====== EXERCISE DATA ======

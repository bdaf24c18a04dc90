//! Campaign State Store
//!
//! Holds the accumulating [`CampaignDraft`] for one wizard instance and is the
//! only mutation path for it. Reads hand out immutable snapshots; writes are
//! shallow partial merges.
//!
//! Single-writer discipline: the store is shared (cheaply clonable handle) so
//! the pipeline can write results back, but only the currently active step —
//! as determined by the controller — may call [`CampaignStateStore::merge`]
//! during interactive use. Navigation is locked while the pipeline runs, which
//! keeps user-driven and pipeline-driven merges from racing.
//!
//! When a merge touches a preference field or opt-in flag, the store kicks off
//! a fire-and-forget preference cache sync. Cache latency or failure never
//! blocks the merge or subsequent navigation.

use std::sync::{Arc, RwLock};

use crate::core::campaign::draft::{CampaignDraft, DraftPatch};
use crate::core::campaign::preferences::PreferenceCache;

/// Shared handle to the draft state for one wizard instance.
#[derive(Clone)]
pub struct CampaignStateStore {
    draft: Arc<RwLock<CampaignDraft>>,
    prefs: Option<PreferenceCache>,
}

impl CampaignStateStore {
    /// Store with no preference persistence.
    pub fn new() -> Self {
        Self {
            draft: Arc::new(RwLock::new(CampaignDraft::new())),
            prefs: None,
        }
    }

    /// Store that syncs whitelisted fields to `cache` on relevant merges.
    pub fn with_preferences(cache: PreferenceCache) -> Self {
        Self {
            draft: Arc::new(RwLock::new(CampaignDraft::new())),
            prefs: Some(cache),
        }
    }

    /// Seed a fresh draft from the cached preference profile, if the store
    /// carries a cache. Called once at wizard start.
    pub async fn hydrate(&self) {
        if let Some(cache) = &self.prefs {
            let profile = cache.load().await;
            if !profile.is_empty() {
                tracing::debug!("hydrating draft from cached preferences");
                self.draft
                    .write()
                    .expect("draft lock poisoned")
                    .apply(&profile.hydration_patch());
            }
        }
    }

    /// Immutable snapshot of the current draft.
    pub fn get(&self) -> CampaignDraft {
        self.draft.read().expect("draft lock poisoned").clone()
    }

    /// Shallow-merge `patch` into the draft and return the new snapshot.
    ///
    /// If the patch touches the preference whitelist or its opt-in flags, a
    /// cache sync is spawned in the background. Outside a tokio runtime the
    /// sync is skipped; persistence of preferences is best-effort by contract.
    pub fn merge(&self, patch: DraftPatch) -> CampaignDraft {
        let snapshot = {
            let mut draft = self.draft.write().expect("draft lock poisoned");
            draft.apply(&patch);
            draft.clone()
        };

        if patch.touches_preferences() {
            if let Some(cache) = self.prefs.clone() {
                match tokio::runtime::Handle::try_current() {
                    Ok(handle) => {
                        let draft = snapshot.clone();
                        handle.spawn(async move {
                            cache.sync_from_draft(&draft).await;
                        });
                    }
                    Err(_) => {
                        tracing::debug!("no async runtime, skipping preference sync");
                    }
                }
            }
        }

        snapshot
    }
}

impl Default for CampaignStateStore {
    fn default() -> Self {
        Self::new()
    }
}

// ============================================================================
// Tests
// ============================================================================

#[cfg(test)]
mod tests {
    use super::*;
    use crate::core::storage::MemoryKv;
    use proptest::prelude::*;

    #[test]
    fn test_merge_accumulates_across_calls() {
        let store = CampaignStateStore::new();
        store.merge(DraftPatch {
            address: Some("123 Main St".to_string()),
            ..Default::default()
        });
        let snapshot = store.merge(DraftPatch {
            price: Some(500_000.0),
            ..Default::default()
        });

        assert_eq!(snapshot.address.as_deref(), Some("123 Main St"));
        assert_eq!(snapshot.price, Some(500_000.0));
    }

    #[test]
    fn test_get_returns_detached_snapshot() {
        let store = CampaignStateStore::new();
        let before = store.get();
        store.merge(DraftPatch {
            address: Some("123 Main St".to_string()),
            ..Default::default()
        });

        // The earlier snapshot is unaffected
        assert!(before.address.is_none());
        assert_eq!(store.get().address.as_deref(), Some("123 Main St"));
    }

    #[tokio::test]
    async fn test_preference_sync_on_flagged_merge() {
        let kv = Arc::new(MemoryKv::new());
        let cache = PreferenceCache::new(kv);
        let store = CampaignStateStore::with_preferences(cache.clone());

        store.merge(DraftPatch {
            creative_style: Some("modern".to_string()),
            save_style: Some(true),
            ..Default::default()
        });

        // Sync is fire-and-forget; let the spawned task run
        tokio::task::yield_now().await;
        let profile = cache.load().await;
        assert_eq!(profile.creative_style.as_deref(), Some("modern"));
    }

    #[tokio::test]
    async fn test_hydrate_seeds_fresh_draft() {
        // Scenario D: persist with the flag on, then start a fresh wizard
        let kv = Arc::new(MemoryKv::new());
        let cache = PreferenceCache::new(kv.clone());

        let first = CampaignStateStore::with_preferences(cache.clone());
        first.merge(DraftPatch {
            creative_style: Some("modern".to_string()),
            save_style: Some(true),
            ..Default::default()
        });
        tokio::task::yield_now().await;

        let fresh = CampaignStateStore::with_preferences(cache.clone());
        fresh.hydrate().await;
        assert_eq!(fresh.get().creative_style, "modern");

        // Repeat with the flag off: the next fresh draft gets the default
        first.merge(DraftPatch {
            save_style: Some(false),
            ..Default::default()
        });
        tokio::task::yield_now().await;

        let third = CampaignStateStore::with_preferences(cache);
        third.hydrate().await;
        assert_eq!(third.get().creative_style, "");
    }

    #[tokio::test]
    async fn test_dead_backend_never_blocks_merge() {
        let cache = PreferenceCache::new(Arc::new(MemoryKv::unavailable()));
        let store = CampaignStateStore::with_preferences(cache);
        store.hydrate().await;

        let snapshot = store.merge(DraftPatch {
            creative_style: Some("modern".to_string()),
            save_style: Some(true),
            ..Default::default()
        });
        assert_eq!(snapshot.creative_style, "modern");
    }

    proptest! {
        /// A merge never removes a previously set unrelated key, and the last
        /// write to any one key wins.
        #[test]
        fn prop_merge_never_deletes(
            addresses in proptest::collection::vec(
                proptest::option::of("[a-z]{1,8}"), 1..8),
            prices in proptest::collection::vec(
                proptest::option::of(1.0f64..1e7), 1..8),
        ) {
            let store = CampaignStateStore::new();
            let mut last_address = None;
            let mut last_price = None;

            for (address, price) in addresses.into_iter().zip(prices) {
                if address.is_some() {
                    last_address = address.clone();
                }
                if price.is_some() {
                    last_price = price;
                }
                store.merge(DraftPatch {
                    address,
                    price,
                    ..Default::default()
                });
            }

            let snapshot = store.get();
            prop_assert_eq!(snapshot.address, last_address);
            prop_assert_eq!(snapshot.price, last_price);
        }
    }
}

======

▸ **YOUR TASK**
Line by line, copy the records exactly.

▸ **COMPLETED EXERCISE**
repository bdaf24c18a04dc90
//! Campaign State Store
//!
//! Holds the accumulating [`CampaignDraft`] for one wizard instance and is the
//! only mutation path for it. Reads hand out immutable snapshots; writes are
//! shallow partial merges.
//!
//! Single-writer discipline: the store is shared (cheaply clonable handle) so
//! the pipeline can write results back, but only the currently active step —
//! as determined by the controller — may call [`CampaignStateStore::merge`]
//! during interactive use. Navigation is locked while the pipeline runs, which
//! keeps user-driven and pipeline-driven merges from racing.
//!
//! When a merge touches a preference field or opt-in flag, the store kicks off
//! a fire-and-forget preference cache sync. Cache latency or failure never
//! blocks the merge or subsequent navigation.

use std::sync::{Arc, RwLock};

use crate::core::campaign::draft::{CampaignDraft, DraftPatch};
use crate::core::campaign::preferences::PreferenceCache;

/// Shared handle to the draft state for one wizard instance.
#[derive(Clone)]
pub struct CampaignStateStore {
    draft: Arc<RwLock<CampaignDraft>>,
    prefs: Option<PreferenceCache>,
}

impl CampaignStateStore {
    /// Store with no preference persistence.
    pub fn new() -> Self {
        Self {
            draft: Arc::new(RwLock::new(CampaignDraft::new())),
            prefs: None,
        }
    }

    /// Store that syncs whitelisted fields to `cache` on relevant merges.
    pub fn with_preferences(cache: PreferenceCache) -> Self {
        Self {
            draft: Arc::new(RwLock::new(CampaignDraft::new())),
            prefs: Some(cache),
        }
    }

    /// Seed a fresh draft from the cached preference profile, if the store
    /// carries a cache. Called once at wizard start.
    pub async fn hydrate(&self) {
        if let Some(cache) = &self.prefs {
            let profile = cache.load().await;
            if !profile.is_empty() {
                tracing::debug!("hydrating draft from cached preferences");
                self.draft
                    .write()
                    .expect("draft lock poisoned")
                    .apply(&profile.hydration_patch());
            }
        }
    }

    /// Immutable snapshot of the current draft.
    pub fn get(&self) -> CampaignDraft {
        self.draft.read().expect("draft lock poisoned").clone()
    }

    /// Shallow-merge `patch` into the draft and return the new snapshot.
    ///
    /// If the patch touches the preference whitelist or its opt-in flags, a
    /// cache sync is spawned in the background. Outside a tokio runtime the
    /// sync is skipped; persistence of preferences is best-effort by contract.
    pub fn merge(&self, patch: DraftPatch) -> CampaignDraft {
        let snapshot = {
            let mut draft = self.draft.write().expect("draft lock poisoned");
            draft.apply(&patch);
            draft.clone()
        };

        if patch.touches_preferences() {
            if let Some(cache) = self.prefs.clone() {
                match tokio::runtime::Handle::try_current() {
                    Ok(handle) => {
                        let draft = snapshot.clone();
                        handle.spawn(async move {
                            cache.sync_from_draft(&draft).await;
                        });
                    }
                    Err(_) => {
                        tracing::debug!("no async runtime, skipping preference sync");
                    }
                }
            }
        }

        snapshot
    }
}

impl Default for CampaignStateStore {
    fn default() -> Self {
        Self::new()
    }
}

// ============================================================================
// Tests
// ============================================================================

#[cfg(test)]
mod tests {
    use super::*;
    use crate::core::storage::MemoryKv;
    use proptest::prelude::*;

    #[test]
    fn test_merge_accumulates_across_calls() {
        let store = CampaignStateStore::new();
        store.merge(DraftPatch {
            address: Some("123 Main St".to_string()),
            ..Default::default()
        });
        let snapshot = store.merge(DraftPatch {
            price: Some(500_000.0),
            ..Default::default()
        });

        assert_eq!(snapshot.address.as_deref(), Some("123 Main St"));
        assert_eq!(snapshot.price, Some(500_000.0));
    }

    #[test]
    fn test_get_returns_detached_snapshot() {
        let store = CampaignStateStore::new();
        let before = store.get();
        store.merge(DraftPatch {
            address: Some("123 Main St".to_string()),
            ..Default::default()
        });

        // The earlier snapshot is unaffected
        assert!(before.address.is_none());
        assert_eq!(store.get().address.as_deref(), Some("123 Main St"));
    }

    #[tokio::test]
    async fn test_preference_sync_on_flagged_merge() {
        let kv = Arc::new(MemoryKv::new());
        let cache = PreferenceCache::new(kv);
        let store = CampaignStateStore::with_preferences(cache.clone());

        store.merge(DraftPatch {
            creative_style: Some("modern".to_string()),
            save_style: Some(true),
            ..Default::default()
        });

        // Sync is fire-and-forget; let the spawned task run
        tokio::task::yield_now().await;
        let profile = cache.load().await;
        assert_eq!(profile.creative_style.as_deref(), Some("modern"));
    }

    #[tokio::test]
    async fn test_hydrate_seeds_fresh_draft() {
        // Scenario D: persist with the flag on, then start a fresh wizard
        let kv = Arc::new(MemoryKv::new());
        let cache = PreferenceCache::new(kv.clone());

        let first = CampaignStateStore::with_preferences(cache.clone());
        first.merge(DraftPatch {
            creative_style: Some("modern".to_string()),
            save_style: Some(true),
            ..Default::default()
        });
        tokio::task::yield_now().await;

        let fresh = CampaignStateStore::with_preferences(cache.clone());
        fresh.hydrate().await;
        assert_eq!(fresh.get().creative_style, "modern");

        // Repeat with the flag off: the next fresh draft gets the default
        first.merge(DraftPatch {
            save_style: Some(false),
            ..Default::default()
        });
        tokio::task::yield_now().await;

        let third = CampaignStateStore::with_preferences(cache);
        third.hydrate().await;
        assert_eq!(third.get().creative_style, "");
    }

    #[tokio::test]
    async fn test_dead_backend_never_blocks_merge() {
        let cache = PreferenceCache::new(Arc::new(MemoryKv::unavailable()));
        let store = CampaignStateStore::with_preferences(cache);
        store.hydrate().await;

        let snapshot = store.merge(DraftPatch {
            creative_style: Some("modern".to_string()),
            save_style: Some(true),
            ..Default::default()
        });
        assert_eq!(snapshot.creative_style, "modern");
    }

    proptest! {
        /// A merge never removes a previously set unrelated key, and the last
        /// write to any one key wins.
        #[test]
        fn prop_merge_never_deletes(
            addresses in proptest::collection::vec(
                proptest::option::of("[a-z]{1,8}"), 1..8),
            prices in proptest::collection::vec(
                proptest::option::of(1.0f64..1e7), 1..8),
        ) {
            let store = CampaignStateStore::new();
            let mut last_address = None;
            let mut last_price = None;

            for (address, price) in addresses.into_iter().zip(prices) {
                if address.is_some() {
                    last_address = address.clone();
                }
                if price.is_some() {
                    last_price = price;
                }
                store.merge(DraftPatch {
                    address,
                    price,
                    ..Default::default()
                });
            }

            let snapshot = store.get();
            prop_assert_eq!(snapshot.address, last_address);
            prop_assert_eq!(snapshot.price, last_price);
        }
    }
}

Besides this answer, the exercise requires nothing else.